§ **Work item**: Where the string "else" shows up in a line of the records, copy that line.

[Data records]
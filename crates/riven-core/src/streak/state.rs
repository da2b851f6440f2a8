//! Streak state, memorials, and the wire DTO.
//!
//! [`StreakState`] is the in-memory truth owned by the engine. The DTO is the
//! loose JSON shape exchanged with persistence gateways; converting a DTO into
//! a state never fails and always yields a state that satisfies the streak
//! invariants.

use chrono::{DateTime, Utc};
use serde::{Deserialize, Serialize};

use super::policy::StreakPolicy;

/// Immutable record of a streak that ended.
#[derive(Debug, Clone, PartialEq, Eq, Serialize, Deserialize)]
pub struct StreakMemorial {
    /// Length in days of the streak that ended (always > 0).
    pub streak: u32,
    pub start_date: Option<DateTime<Utc>>,
    /// Last study instant before the break.
    pub end_date: Option<DateTime<Utc>>,
}

/// Streak state for the signed-in user.
#[derive(Debug, Clone, Default, PartialEq, Eq, Serialize, Deserialize)]
pub struct StreakState {
    pub current_streak: u32,
    pub longest_streak: u32,
    pub last_study_date: Option<DateTime<Utc>>,
    pub streak_start_date: Option<DateTime<Utc>>,
    /// Most recent first.
    pub past_streaks: Vec<StreakMemorial>,
}

impl StreakState {
    pub fn empty() -> Self {
        Self::default()
    }

    pub fn is_empty(&self) -> bool {
        *self == Self::default()
    }

    /// Push a memorial at the head and drop the oldest beyond `limit`.
    pub(crate) fn memorialize(&mut self, memorial: StreakMemorial, limit: usize) {
        self.past_streaks.insert(0, memorial);
        self.past_streaks.truncate(limit);
    }

    /// Check the structural invariants. Used by tests and debug assertions.
    pub fn invariants_hold(&self, policy: &StreakPolicy) -> bool {
        let start_matches = if self.current_streak == 0 {
            self.streak_start_date.is_none()
        } else {
            self.streak_start_date.is_some() && self.last_study_date.is_some()
        };
        start_matches
            && self.longest_streak >= self.current_streak
            && self.past_streaks.len() <= policy.history_limit
            && self.past_streaks.iter().all(|m| m.streak > 0)
    }

    /// Build a state from a possibly partial or malformed DTO.
    ///
    /// Missing numbers become 0, missing or unparseable dates become `None`,
    /// and the result is repaired until every invariant holds.
    pub fn from_dto(dto: &StreakStateDto, policy: &StreakPolicy) -> Self {
        let mut state = Self {
            current_streak: clamp_count(dto.current_streak),
            longest_streak: clamp_count(dto.longest_streak),
            last_study_date: parse_instant(dto.last_study_date.as_deref(), "lastStudyDate"),
            streak_start_date: parse_instant(dto.streak_start_date.as_deref(), "streakStartDate"),
            past_streaks: dto
                .past_streaks
                .iter()
                .filter_map(MemorialDto::to_memorial)
                .take(policy.history_limit)
                .collect(),
        };

        if state.current_streak > 0 && state.last_study_date.is_none() {
            tracing::warn!(
                current_streak = state.current_streak,
                "stored streak has no last study date; treating it as ended"
            );
            state.current_streak = 0;
        }
        if state.current_streak == 0 {
            state.streak_start_date = None;
        } else if state.streak_start_date.is_none() {
            state.streak_start_date = state.last_study_date;
        }
        state.longest_streak = state.longest_streak.max(state.current_streak);
        state
    }

    pub fn to_dto(&self) -> StreakStateDto {
        StreakStateDto {
            current_streak: Some(i64::from(self.current_streak)),
            longest_streak: Some(i64::from(self.longest_streak)),
            last_study_date: self.last_study_date.map(|d| d.to_rfc3339()),
            streak_start_date: self.streak_start_date.map(|d| d.to_rfc3339()),
            past_streaks: self
                .past_streaks
                .iter()
                .map(|m| MemorialDto {
                    streak: Some(i64::from(m.streak)),
                    start_date: m.start_date.map(|d| d.to_rfc3339()),
                    end_date: m.end_date.map(|d| d.to_rfc3339()),
                })
                .collect(),
        }
    }
}

/// JSON shape exchanged with persistence gateways.
///
/// Every field is optional on the way in.
#[derive(Debug, Clone, Default, PartialEq, Eq, Serialize, Deserialize)]
#[serde(rename_all = "camelCase")]
pub struct StreakStateDto {
    #[serde(default)]
    pub current_streak: Option<i64>,
    #[serde(default)]
    pub longest_streak: Option<i64>,
    #[serde(default)]
    pub last_study_date: Option<String>,
    #[serde(default)]
    pub streak_start_date: Option<String>,
    #[serde(default, deserialize_with = "null_as_empty")]
    pub past_streaks: Vec<MemorialDto>,
}

#[derive(Debug, Clone, Default, PartialEq, Eq, Serialize, Deserialize)]
#[serde(rename_all = "camelCase")]
pub struct MemorialDto {
    #[serde(default)]
    pub streak: Option<i64>,
    #[serde(default)]
    pub start_date: Option<String>,
    #[serde(default)]
    pub end_date: Option<String>,
}

impl MemorialDto {
    fn to_memorial(&self) -> Option<StreakMemorial> {
        let streak = clamp_count(self.streak);
        if streak == 0 {
            return None;
        }
        Some(StreakMemorial {
            streak,
            start_date: parse_instant(self.start_date.as_deref(), "pastStreaks.startDate"),
            end_date: parse_instant(self.end_date.as_deref(), "pastStreaks.endDate"),
        })
    }
}

fn null_as_empty<'de, D>(deserializer: D) -> Result<Vec<MemorialDto>, D::Error>
where
    D: serde::Deserializer<'de>,
{
    Ok(Option::<Vec<MemorialDto>>::deserialize(deserializer)?.unwrap_or_default())
}

fn clamp_count(value: Option<i64>) -> u32 {
    value
        .unwrap_or(0)
        .clamp(0, i64::from(u32::MAX))
        .try_into()
        .unwrap_or(0)
}

fn parse_instant(raw: Option<&str>, field: &str) -> Option<DateTime<Utc>> {
    let raw = raw?.trim();
    if raw.is_empty() {
        return None;
    }
    match DateTime::parse_from_rfc3339(raw) {
        Ok(at) => Some(at.with_timezone(&Utc)),
        Err(e) => {
            tracing::warn!(field, value = raw, error = %e, "ignoring unparseable timestamp");
            None
        }
    }
}

#[cfg(test)]
mod tests {
    use super::*;
    use chrono::TimeZone;

    fn policy() -> StreakPolicy {
        StreakPolicy::default()
    }

    #[test]
    fn empty_json_is_empty_state() {
        let dto: StreakStateDto = serde_json::from_str("{}").unwrap();
        let state = StreakState::from_dto(&dto, &policy());
        assert!(state.is_empty());
    }

    #[test]
    fn parses_full_payload() {
        let json = r#"{
            "currentStreak": 4,
            "longestStreak": 9,
            "lastStudyDate": "2024-05-04T18:00:00.000Z",
            "streakStartDate": "2024-05-01T08:00:00Z",
            "pastStreaks": [
                {"streak": 9, "startDate": "2024-03-01T10:00:00Z", "endDate": "2024-03-09T10:00:00Z"}
            ]
        }"#;
        let dto: StreakStateDto = serde_json::from_str(json).unwrap();
        let state = StreakState::from_dto(&dto, &policy());

        assert_eq!(state.current_streak, 4);
        assert_eq!(state.longest_streak, 9);
        assert_eq!(
            state.last_study_date,
            Some(Utc.with_ymd_and_hms(2024, 5, 4, 18, 0, 0).unwrap())
        );
        assert_eq!(state.past_streaks.len(), 1);
        assert_eq!(state.past_streaks[0].streak, 9);
        assert!(state.invariants_hold(&policy()));
    }

    #[test]
    fn repairs_malformed_payload() {
        let json = r#"{
            "currentStreak": 3,
            "longestStreak": -2,
            "lastStudyDate": "2024-05-04T18:00:00Z",
            "streakStartDate": "yesterday",
            "pastStreaks": null
        }"#;
        let dto: StreakStateDto = serde_json::from_str(json).unwrap();
        let state = StreakState::from_dto(&dto, &policy());

        assert_eq!(state.current_streak, 3);
        assert_eq!(state.longest_streak, 3);
        // Unparseable start falls back to the last study date
        assert_eq!(state.streak_start_date, state.last_study_date);
        assert!(state.past_streaks.is_empty());
        assert!(state.invariants_hold(&policy()));
    }

    #[test]
    fn streak_without_last_study_is_dropped() {
        let dto = StreakStateDto {
            current_streak: Some(5),
            longest_streak: Some(5),
            streak_start_date: Some("2024-05-01T08:00:00Z".into()),
            ..Default::default()
        };
        let state = StreakState::from_dto(&dto, &policy());
        assert_eq!(state.current_streak, 0);
        assert_eq!(state.streak_start_date, None);
        assert_eq!(state.longest_streak, 5);
    }

    #[test]
    fn history_is_truncated_and_zero_streaks_dropped() {
        let mut past: Vec<MemorialDto> = (1..=12)
            .map(|n| MemorialDto {
                streak: Some(n),
                ..Default::default()
            })
            .collect();
        past.insert(0, MemorialDto::default());
        let dto = StreakStateDto {
            past_streaks: past,
            ..Default::default()
        };
        let state = StreakState::from_dto(&dto, &policy());

        assert_eq!(state.past_streaks.len(), 10);
        assert_eq!(state.past_streaks[0].streak, 1);
        assert_eq!(state.past_streaks[9].streak, 10);
    }

    #[test]
    fn dto_uses_camel_case_on_the_wire() {
        let state = StreakState {
            current_streak: 2,
            longest_streak: 2,
            last_study_date: Some(Utc.with_ymd_and_hms(2024, 5, 4, 18, 0, 0).unwrap()),
            streak_start_date: Some(Utc.with_ymd_and_hms(2024, 5, 3, 18, 0, 0).unwrap()),
            past_streaks: Vec::new(),
        };
        let value = serde_json::to_value(state.to_dto()).unwrap();
        assert_eq!(value["currentStreak"], 2);
        assert_eq!(value["lastStudyDate"], "2024-05-04T18:00:00+00:00");
        assert!(value["pastStreaks"].as_array().unwrap().is_empty());
    }
}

§ **Response box**:
        } else {
        } else if state.streak_start_date.is_none() {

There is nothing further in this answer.